- _What to work on_
Please report each line of the data below that contains "writer".

- _Source data_
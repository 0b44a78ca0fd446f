//! Streaming log entry reader.
//!
//! Reads the entry stream of one segment with bounded memory, classifying
//! how the stream ends so callers can tell a clean end from a torn write.

use crate::error::{CoreError, CoreResult};
use crate::log::entry::{
    EntryType, LogEntry, FRAME_CRC_SIZE, FRAME_HEADER_SIZE, MAX_PAYLOAD_SIZE,
};
use crate::types::LogPosition;
use tidelog_storage::StorageBackend;

/// Read buffer size for streaming iteration.
const READ_BUFFER_SIZE: usize = 64 * 1024; // 64 KB

/// A decoded entry together with where it sits in the log.
#[derive(Debug, Clone, PartialEq, Eq)]
pub struct PositionedEntry {
    /// Where the entry begins.
    pub position: LogPosition,
    /// Where the next entry begins.
    pub end: LogPosition,
    /// The decoded entry.
    pub entry: LogEntry,
}

/// How the entry stream of a segment ended.
#[derive(Debug, Clone, Copy, PartialEq, Eq)]
pub enum StreamEnd {
    /// The last entry ends exactly at the end of the segment (or read limit).
    Clean,
    /// Only zero bytes follow the last entry.
    ZeroPadding,
    /// The last entry is incomplete, the result of a crash mid-append.
    Truncated,
}

/// A streaming reader over the entries of one segment.
///
/// # Error Handling
///
/// - A frame cut short by the end of the segment ends the stream with
///   [`StreamEnd::Truncated`]
/// - Zero bytes where an entry should start end the stream with
///   [`StreamEnd::ZeroPadding`], provided every remaining byte is zero
/// - CRC mismatches, unknown entry types, undecodable payloads and non-zero
///   bytes inside padding are returned as errors and end iteration
///
/// [`LogEntryReader::entry_position`] always points just past the last complete
/// entry, which is where a truncation would cut.
pub struct LogEntryReader {
    backend: Box<dyn StorageBackend>,
    version: u64,
    /// Bytes past this offset are not read.
    total_size: u64,
    /// Offset of the next entry.
    offset: u64,
    buffer: Vec<u8>,
    /// Segment offset of `buffer[0]`.
    buffer_start: u64,
    buffer_len: usize,
    end: Option<StreamEnd>,
    failed: bool,
}

impl LogEntryReader {
    /// Creates a reader over `backend` (segment `version`) from `start_offset`.
    ///
    /// # Errors
    ///
    /// Returns an error if the size cannot be read or `start_offset` lies
    /// past the end of the segment.
    pub fn new(
        backend: Box<dyn StorageBackend>,
        version: u64,
        start_offset: u64,
    ) -> CoreResult<Self> {
        let total_size = backend.size()?;
        if start_offset > total_size {
            return Err(CoreError::log_corruption(
                LogPosition::new(version, start_offset),
                format!("read starts past the end of the segment ({total_size} bytes)"),
            ));
        }

        Ok(Self {
            backend,
            version,
            total_size,
            offset: start_offset,
            buffer: vec![0u8; READ_BUFFER_SIZE],
            buffer_start: start_offset,
            buffer_len: 0,
            end: None,
            failed: false,
        })
    }

    /// Stops reading at `limit`; the stream ends cleanly there.
    #[must_use]
    pub fn with_limit(mut self, limit: u64) -> Self {
        self.total_size = self.total_size.min(limit.max(self.offset));
        self
    }

    /// Segment version being read.
    #[must_use]
    pub const fn version(&self) -> u64 {
        self.version
    }

    /// Position just past the last complete entry.
    #[must_use]
    pub const fn entry_position(&self) -> LogPosition {
        LogPosition::new(self.version, self.offset)
    }

    /// How the stream ended, once it has.
    #[must_use]
    pub const fn stream_end(&self) -> Option<StreamEnd> {
        self.end
    }

    /// Reads the next entry.
    ///
    /// Returns `Ok(None)` once the stream has ended; see
    /// [`LogEntryReader::stream_end`] for how.
    ///
    /// # Errors
    ///
    /// Returns an error on corruption or I/O failure. The reader yields
    /// nothing further after an error.
    pub fn next_entry(&mut self) -> CoreResult<Option<PositionedEntry>> {
        if self.failed || self.end.is_some() {
            return Ok(None);
        }

        let result = self.read_next();
        if result.is_err() {
            self.failed = true;
        }
        result
    }

    fn read_next(&mut self) -> CoreResult<Option<PositionedEntry>> {
        let position = self.entry_position();

        if self.offset == self.total_size {
            self.end = Some(StreamEnd::Clean);
            return Ok(None);
        }

        self.ensure_buffered(1)?;
        let type_byte = self.buffered(1)[0];

        if type_byte == 0 {
            self.verify_zero_tail()?;
            self.end = Some(StreamEnd::ZeroPadding);
            return Ok(None);
        }

        let entry_type = EntryType::from_byte(type_byte).ok_or_else(|| {
            CoreError::log_corruption(position, format!("unknown entry type {type_byte}"))
        })?;

        if !self.ensure_buffered(FRAME_HEADER_SIZE)? {
            self.end = Some(StreamEnd::Truncated);
            return Ok(None);
        }

        let header = self.buffered(FRAME_HEADER_SIZE);
        let payload_len = u32::from_le_bytes([header[1], header[2], header[3], header[4]]) as usize;
        if payload_len > MAX_PAYLOAD_SIZE {
            return Err(CoreError::log_corruption(
                position,
                format!("entry length {payload_len} exceeds the maximum of {MAX_PAYLOAD_SIZE}"),
            ));
        }
        let frame_len = FRAME_HEADER_SIZE + payload_len + FRAME_CRC_SIZE;

        if frame_len as u64 > self.total_size - self.offset {
            self.end = Some(StreamEnd::Truncated);
            return Ok(None);
        }
        self.ensure_buffered(frame_len)?;

        let frame = self.buffered(frame_len);
        let covered = &frame[..FRAME_HEADER_SIZE + payload_len];
        let crc_bytes = &frame[FRAME_HEADER_SIZE + payload_len..];
        let stored = u32::from_le_bytes([crc_bytes[0], crc_bytes[1], crc_bytes[2], crc_bytes[3]]);
        let computed = crc32fast::hash(covered);

        if stored != computed {
            return Err(CoreError::ChecksumMismatch {
                position,
                expected: stored,
                actual: computed,
            });
        }

        let entry = LogEntry::decode_payload(entry_type, &covered[FRAME_HEADER_SIZE..], position)?;

        self.offset += frame_len as u64;
        Ok(Some(PositionedEntry {
            position,
            end: self.entry_position(),
            entry,
        }))
    }

    /// Returns the next `len` buffered bytes; callers ensure they exist.
    fn buffered(&self, len: usize) -> &[u8] {
        let start = (self.offset - self.buffer_start) as usize;
        &self.buffer[start..start + len]
    }

    /// Ensures at least `min_bytes` past the current offset are buffered.
    ///
    /// Returns `false` if the segment ends first.
    fn ensure_buffered(&mut self, min_bytes: usize) -> CoreResult<bool> {
        let consumed = (self.offset - self.buffer_start) as usize;
        let available = self.buffer_len - consumed;
        if available >= min_bytes {
            return Ok(true);
        }
        if self.total_size - self.offset < min_bytes as u64 {
            return Ok(false);
        }

        self.buffer.copy_within(consumed..self.buffer_len, 0);
        self.buffer_start = self.offset;
        self.buffer_len = available;

        // Entries larger than the buffer grow it for the rest of the scan.
        if min_bytes > self.buffer.len() {
            self.buffer.resize(min_bytes.next_power_of_two(), 0);
        }

        let read_at = self.buffer_start + self.buffer_len as u64;
        let to_read = (self.buffer.len() - self.buffer_len)
            .min(usize::try_from(self.total_size - read_at).unwrap_or(usize::MAX));
        if to_read > 0 {
            let data = self.backend.read_at(read_at, to_read)?;
            self.buffer[self.buffer_len..self.buffer_len + data.len()].copy_from_slice(&data);
            self.buffer_len += data.len();
        }

        Ok(self.buffer_len >= min_bytes)
    }

    fn verify_zero_tail(&self) -> CoreResult<()> {
        let mut at = self.offset;
        while at < self.total_size {
            let len = usize::try_from(self.total_size - at)
                .unwrap_or(usize::MAX)
                .min(READ_BUFFER_SIZE);
            let chunk = self.backend.read_at(at, len)?;
            if let Some(index) = chunk.iter().position(|&b| b != 0) {
                return Err(CoreError::log_corruption(
                    self.entry_position(),
                    format!(
                        "non-zero byte at offset {} inside zero padding",
                        at + index as u64
                    ),
                ));
            }
            at += len as u64;
        }
        Ok(())
    }
}

impl Iterator for LogEntryReader {
    type Item = CoreResult<PositionedEntry>;

    fn next(&mut self) -> Option<Self::Item> {
        self.next_entry().transpose()
    }
}
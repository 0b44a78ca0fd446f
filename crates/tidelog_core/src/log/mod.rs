//! The transaction log.
//!
//! A log is a sequence of segments ("versions"), each a fixed header
//! followed by framed entries:
//!
//! ```text
//! | type (1) | length (4) | payload (N) | crc32 (4) |
//! ```
//!
//! A type byte of zero never starts an entry, so pre-allocated zero padding
//! at the end of a segment reads as a clean end of the log. A frame cut off
//! by the end of the segment is a torn write; any other damage is
//! corruption.

pub mod cursor;
pub mod entry;
pub mod files;
pub mod header;
pub mod reader;
pub mod transaction;
pub mod writer;

pub use cursor::{ReversedTransactionCursor, TransactionCursor};
pub use entry::{Command, CommandBatch, EntryType, LogEntry, TransactionChecksum};
pub use files::LogFiles;
pub use header::{LogHeader, LOG_FORMAT_VERSION, LOG_HEADER_SIZE, LOG_MAGIC};
pub use reader::{LogEntryReader, PositionedEntry, StreamEnd};
pub use transaction::CommittedTransaction;
pub use writer::LogWriter;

- _Exercise answer_
pub mod writer;
pub use writer::LogWriter;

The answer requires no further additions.